**ASSIGNED TASK:** The records below are to be duplicated exactly as they appear.

*** Opening of MATERIAL SUPPLIED ***

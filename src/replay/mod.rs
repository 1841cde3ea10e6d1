//! # Replay Boundary
//!
//! The parser never owns a connection to the replay target. It hands each
//! reconstructed query to a [`ReplaySubmitter`], which must accept it without
//! blocking, and moves on. Execution happens elsewhere, in session order.
//!
//! ## Components
//! - **ReplaySubmitter**: the submission interface the dispatcher calls
//! - **Queue**: tokio-backed submitter plus a per-session ordered runner
//! - **Compare**: diffing captured outcomes against replayed ones

pub mod compare;
pub mod queue;

use std::time::Duration;

use serde::{Deserialize, Serialize};

use crate::error::Result;
use crate::protocol::identity::ConnectionIdentity;

pub use compare::{compare_outcome, compare_results, Mismatch, OutcomeComparison};
pub use queue::{run_replay, QueryExecutor, QueueReplayer, ReplayCommand, ReplayOutcome};

/// Receipt for a submitted query
#[derive(Debug, Clone, Copy, PartialEq, Eq, Hash, Serialize, Deserialize)]
pub struct ReplayHandle {
    /// Correlation key of the originating session
    pub key: u64,
    /// Submission order across all sessions
    pub sequence: u64,
}

/// One query queued for replay
#[derive(Debug, Clone, PartialEq, Eq)]
pub struct ReplayJob {
    pub handle: ReplayHandle,
    pub identity: ConnectionIdentity,
    pub query: String,
    pub begin_capture_ts: Duration,
}

/// Submission interface into the replay subsystem.
///
/// Implementations must return promptly: parsing throughput must not depend on
/// replay latency.
pub trait ReplaySubmitter: Send + Sync {
    fn submit_query(
        &self,
        identity: ConnectionIdentity,
        query: &str,
        begin_capture_ts: Duration,
    ) -> Result<ReplayHandle>;

    /// The captured session ended; no further queries will be submitted for it
    fn session_closed(&self, _identity: ConnectionIdentity) -> Result<()> {
        Ok(())
    }
}
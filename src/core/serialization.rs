//! # Serialization Formats
//!
//! Export formats for captured query records handed to comparison consumers.
//! Bincode is the compact default; JSON is for inspection and interop with
//! report tooling.
//!
//! ## Usage
//! ```rust
//! use wire_playback::core::serialization::{MultiFormat, SerializationFormat};
//! use wire_playback::protocol::query::QueryResult;
//!
//! let result = QueryResult { rows_sent: 3, ..QueryResult::default() };
//! let bytes = result.serialize_with_header(SerializationFormat::Json).unwrap();
//! let (back, format) = QueryResult::deserialize_with_header(&bytes).unwrap();
//! assert_eq!(back, result);
//! assert_eq!(format, SerializationFormat::Json);
//! ```

use serde::{Deserialize, Serialize};

use crate::error::{ProtocolError, Result};

/// Supported serialization formats
#[derive(Debug, Clone, Copy, PartialEq, Eq, Default)]
pub enum SerializationFormat {
    /// Binary compact format (default, fastest)
    #[default]
    Bincode,
    /// Human-readable JSON format (debugging, interop)
    Json,
}

impl SerializationFormat {
    /// Get the format identifier byte
    pub fn format_byte(self) -> u8 {
        match self {
            SerializationFormat::Bincode => 0x01,
            SerializationFormat::Json => 0x02,
        }
    }

    /// Detect format from identifier byte
    pub fn from_byte(byte: u8) -> Option<Self> {
        match byte {
            0x01 => Some(SerializationFormat::Bincode),
            0x02 => Some(SerializationFormat::Json),
            _ => None,
        }
    }

    pub fn name(self) -> &'static str {
        match self {
            SerializationFormat::Bincode => "Bincode",
            SerializationFormat::Json => "JSON",
        }
    }
}

/// Trait for records that can be exported in either format
pub trait MultiFormat: Serialize + for<'de> Deserialize<'de> + Sized {
    /// Serialize to bytes using the specified format
    fn serialize_format(&self, format: SerializationFormat) -> Result<Vec<u8>> {
        match format {
            SerializationFormat::Bincode => Ok(bincode::serialize(self)?),
            SerializationFormat::Json => {
                serde_json::to_vec(self).map_err(|e| ProtocolError::SerializeError(e.to_string()))
            }
        }
    }

    /// Serialize to bytes with a leading format byte
    fn serialize_with_header(&self, format: SerializationFormat) -> Result<Vec<u8>> {
        let mut data = vec![format.format_byte()];
        let mut payload = self.serialize_format(format)?;
        data.append(&mut payload);
        Ok(data)
    }

    /// Deserialize from bytes using the specified format
    fn deserialize_format(data: &[u8], format: SerializationFormat) -> Result<Self> {
        match format {
            SerializationFormat::Bincode => Ok(bincode::deserialize(data)?),
            SerializationFormat::Json => serde_json::from_slice(data)
                .map_err(|e| ProtocolError::DeserializeError(e.to_string())),
        }
    }

    /// Deserialize from bytes carrying a leading format byte
    fn deserialize_with_header(data: &[u8]) -> Result<(Self, SerializationFormat)> {
        let Some((&first, rest)) = data.split_first() else {
            return Err(ProtocolError::DeserializeError("Empty data".to_string()));
        };

        let format = SerializationFormat::from_byte(first).ok_or_else(|| {
            ProtocolError::DeserializeError(format!("Unknown format byte: {first}"))
        })?;

        let value = Self::deserialize_format(rest, format)?;
        Ok((value, format))
    }
}
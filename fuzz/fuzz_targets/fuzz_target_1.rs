#![no_main]

use libfuzzer_sys::fuzz_target;
use wire_playback::core::packet::{Packet, PacketHeader};
use wire_playback::core::reassembly::ReassemblyBuffer;

fuzz_target!(|data: &[u8]| {
    // Fuzz framing - test for panics, crashes, infinite loops
    let _ = PacketHeader::decode(data);
    let _ = Packet::from_bytes(data);

    // Reassembly must account for every byte it was given
    let mut buffer = ReassemblyBuffer::new();
    let mut consumed = 0;
    for piece in data.chunks(7) {
        buffer.extend(piece);
        for packet in buffer.drain_packets() {
            consumed += packet.len();
        }
    }
    assert_eq!(consumed + buffer.buffered_len(), data.len());
});
use bytes::{Buf, BytesMut};
use tokio_util::codec::{Decoder, Encoder};

use crate::core::packet::{Packet, PacketHeader};
use crate::error::{ProtocolError, Result};

/// Framing codec for logical packets.
///
/// Decoding splits complete packets off the front of the buffer without copying
/// the payload. A partial header or payload yields `None` and leaves the buffer
/// untouched; truncation is never reported as an error.
#[derive(Debug, Default, Clone, Copy)]
pub struct PacketCodec;

impl PacketCodec {
    /// Declared length of the packet at the front of `src`, if its header is complete
    #[inline]
    pub fn peek_length(src: &[u8]) -> Option<usize> {
        PacketHeader::decode(src).ok().map(|h| h.full_length())
    }

    /// Split one complete packet off `src`
    pub fn decode_frame(&self, src: &mut BytesMut) -> Option<Packet> {
        let header = PacketHeader::decode(src).ok()?;
        let total = header.full_length();
        if src.len() < total {
            return None;
        }

        let mut frame = src.split_to(total);
        frame.advance(PacketHeader::SIZE);

        Some(Packet {
            header,
            payload: frame.freeze(),
        })
    }
}

impl Decoder for PacketCodec {
    type Item = Packet;
    type Error = ProtocolError;

    fn decode(&mut self, src: &mut BytesMut) -> Result<Option<Packet>> {
        Ok(self.decode_frame(src))
    }
}

impl Encoder<Packet> for PacketCodec {
    type Error = ProtocolError;

    fn encode(&mut self, item: Packet, dst: &mut BytesMut) -> Result<()> {
        dst.reserve(item.len());
        item.header.encode(dst);
        dst.extend_from_slice(&item.payload);
        Ok(())
    }
}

*** Close of MATERIAL SUPPLIED ***

**RESULT OF THE EXERCISE:**
filename src/replay/mod.rs
repository 1841cde3ea10e6d1
//! # Replay Boundary
//!
//! The parser never owns a connection to the replay target. It hands each
//! reconstructed query to a [`ReplaySubmitter`], which must accept it without
//! blocking, and moves on. Execution happens elsewhere, in session order.
//!
//! ## Components
//! - **ReplaySubmitter**: the submission interface the dispatcher calls
//! - **Queue**: tokio-backed submitter plus a per-session ordered runner
//! - **Compare**: diffing captured outcomes against replayed ones

pub mod compare;
pub mod queue;

use std::time::Duration;

use serde::{Deserialize, Serialize};

use crate::error::Result;
use crate::protocol::identity::ConnectionIdentity;

pub use compare::{compare_outcome, compare_results, Mismatch, OutcomeComparison};
pub use queue::{run_replay, QueryExecutor, QueueReplayer, ReplayCommand, ReplayOutcome};

/// Receipt for a submitted query
#[derive(Debug, Clone, Copy, PartialEq, Eq, Hash, Serialize, Deserialize)]
pub struct ReplayHandle {
    /// Correlation key of the originating session
    pub key: u64,
    /// Submission order across all sessions
    pub sequence: u64,
}

/// One query queued for replay
#[derive(Debug, Clone, PartialEq, Eq)]
pub struct ReplayJob {
    pub handle: ReplayHandle,
    pub identity: ConnectionIdentity,
    pub query: String,
    pub begin_capture_ts: Duration,
}

/// Submission interface into the replay subsystem.
///
/// Implementations must return promptly: parsing throughput must not depend on
/// replay latency.
pub trait ReplaySubmitter: Send + Sync {
    fn submit_query(
        &self,
        identity: ConnectionIdentity,
        query: &str,
        begin_capture_ts: Duration,
    ) -> Result<ReplayHandle>;

    /// The captured session ended; no further queries will be submitted for it
    fn session_closed(&self, _identity: ConnectionIdentity) -> Result<()> {
        Ok(())
    }
}
filename src/core/serialization.rs
//! # Serialization Formats
//!
//! Export formats for captured query records handed to comparison consumers.
//! Bincode is the compact default; JSON is for inspection and interop with
//! report tooling.
//!
//! ## Usage
//! ```rust
//! use wire_playback::core::serialization::{MultiFormat, SerializationFormat};
//! use wire_playback::protocol::query::QueryResult;
//!
//! let result = QueryResult { rows_sent: 3, ..QueryResult::default() };
//! let bytes = result.serialize_with_header(SerializationFormat::Json).unwrap();
//! let (back, format) = QueryResult::deserialize_with_header(&bytes).unwrap();
//! assert_eq!(back, result);
//! assert_eq!(format, SerializationFormat::Json);
//! ```

use serde::{Deserialize, Serialize};

use crate::error::{ProtocolError, Result};

/// Supported serialization formats
#[derive(Debug, Clone, Copy, PartialEq, Eq, Default)]
pub enum SerializationFormat {
    /// Binary compact format (default, fastest)
    #[default]
    Bincode,
    /// Human-readable JSON format (debugging, interop)
    Json,
}

impl SerializationFormat {
    /// Get the format identifier byte
    pub fn format_byte(self) -> u8 {
        match self {
            SerializationFormat::Bincode => 0x01,
            SerializationFormat::Json => 0x02,
        }
    }

    /// Detect format from identifier byte
    pub fn from_byte(byte: u8) -> Option<Self> {
        match byte {
            0x01 => Some(SerializationFormat::Bincode),
            0x02 => Some(SerializationFormat::Json),
            _ => None,
        }
    }

    pub fn name(self) -> &'static str {
        match self {
            SerializationFormat::Bincode => "Bincode",
            SerializationFormat::Json => "JSON",
        }
    }
}

/// Trait for records that can be exported in either format
pub trait MultiFormat: Serialize + for<'de> Deserialize<'de> + Sized {
    /// Serialize to bytes using the specified format
    fn serialize_format(&self, format: SerializationFormat) -> Result<Vec<u8>> {
        match format {
            SerializationFormat::Bincode => Ok(bincode::serialize(self)?),
            SerializationFormat::Json => {
                serde_json::to_vec(self).map_err(|e| ProtocolError::SerializeError(e.to_string()))
            }
        }
    }

    /// Serialize to bytes with a leading format byte
    fn serialize_with_header(&self, format: SerializationFormat) -> Result<Vec<u8>> {
        let mut data = vec![format.format_byte()];
        let mut payload = self.serialize_format(format)?;
        data.append(&mut payload);
        Ok(data)
    }

    /// Deserialize from bytes using the specified format
    fn deserialize_format(data: &[u8], format: SerializationFormat) -> Result<Self> {
        match format {
            SerializationFormat::Bincode => Ok(bincode::deserialize(data)?),
            SerializationFormat::Json => serde_json::from_slice(data)
                .map_err(|e| ProtocolError::DeserializeError(e.to_string())),
        }
    }

    /// Deserialize from bytes carrying a leading format byte
    fn deserialize_with_header(data: &[u8]) -> Result<(Self, SerializationFormat)> {
        let Some((&first, rest)) = data.split_first() else {
            return Err(ProtocolError::DeserializeError("Empty data".to_string()));
        };

        let format = SerializationFormat::from_byte(first).ok_or_else(|| {
            ProtocolError::DeserializeError(format!("Unknown format byte: {first}"))
        })?;

        let value = Self::deserialize_format(rest, format)?;
        Ok((value, format))
    }
}
filename fuzz/fuzz_targets/fuzz_target_1.rs
#![no_main]

use libfuzzer_sys::fuzz_target;
use wire_playback::core::packet::{Packet, PacketHeader};
use wire_playback::core::reassembly::ReassemblyBuffer;

fuzz_target!(|data: &[u8]| {
    // Fuzz framing - test for panics, crashes, infinite loops
    let _ = PacketHeader::decode(data);
    let _ = Packet::from_bytes(data);

    // Reassembly must account for every byte it was given
    let mut buffer = ReassemblyBuffer::new();
    let mut consumed = 0;
    for piece in data.chunks(7) {
        buffer.extend(piece);
        for packet in buffer.drain_packets() {
            consumed += packet.len();
        }
    }
    assert_eq!(consumed + buffer.buffered_len(), data.len());
});
use bytes::{Buf, BytesMut};
use tokio_util::codec::{Decoder, Encoder};

use crate::core::packet::{Packet, PacketHeader};
use crate::error::{ProtocolError, Result};

/// Framing codec for logical packets.
///
/// Decoding splits complete packets off the front of the buffer without copying
/// the payload. A partial header or payload yields `None` and leaves the buffer
/// untouched; truncation is never reported as an error.
#[derive(Debug, Default, Clone, Copy)]
pub struct PacketCodec;

impl PacketCodec {
    /// Declared length of the packet at the front of `src`, if its header is complete
    #[inline]
    pub fn peek_length(src: &[u8]) -> Option<usize> {
        PacketHeader::decode(src).ok().map(|h| h.full_length())
    }

    /// Split one complete packet off `src`
    pub fn decode_frame(&self, src: &mut BytesMut) -> Option<Packet> {
        let header = PacketHeader::decode(src).ok()?;
        let total = header.full_length();
        if src.len() < total {
            return None;
        }

        let mut frame = src.split_to(total);
        frame.advance(PacketHeader::SIZE);

        Some(Packet {
            header,
            payload: frame.freeze(),
        })
    }
}

impl Decoder for PacketCodec {
    type Item = Packet;
    type Error = ProtocolError;

    fn decode(&mut self, src: &mut BytesMut) -> Result<Option<Packet>> {
        Ok(self.decode_frame(src))
    }
}

impl Encoder<Packet> for PacketCodec {
    type Error = ProtocolError;

    fn encode(&mut self, item: Packet, dst: &mut BytesMut) -> Result<()> {
        dst.reserve(item.len());
        item.header.encode(dst);
        dst.extend_from_slice(&item.payload);
        Ok(())
    }
}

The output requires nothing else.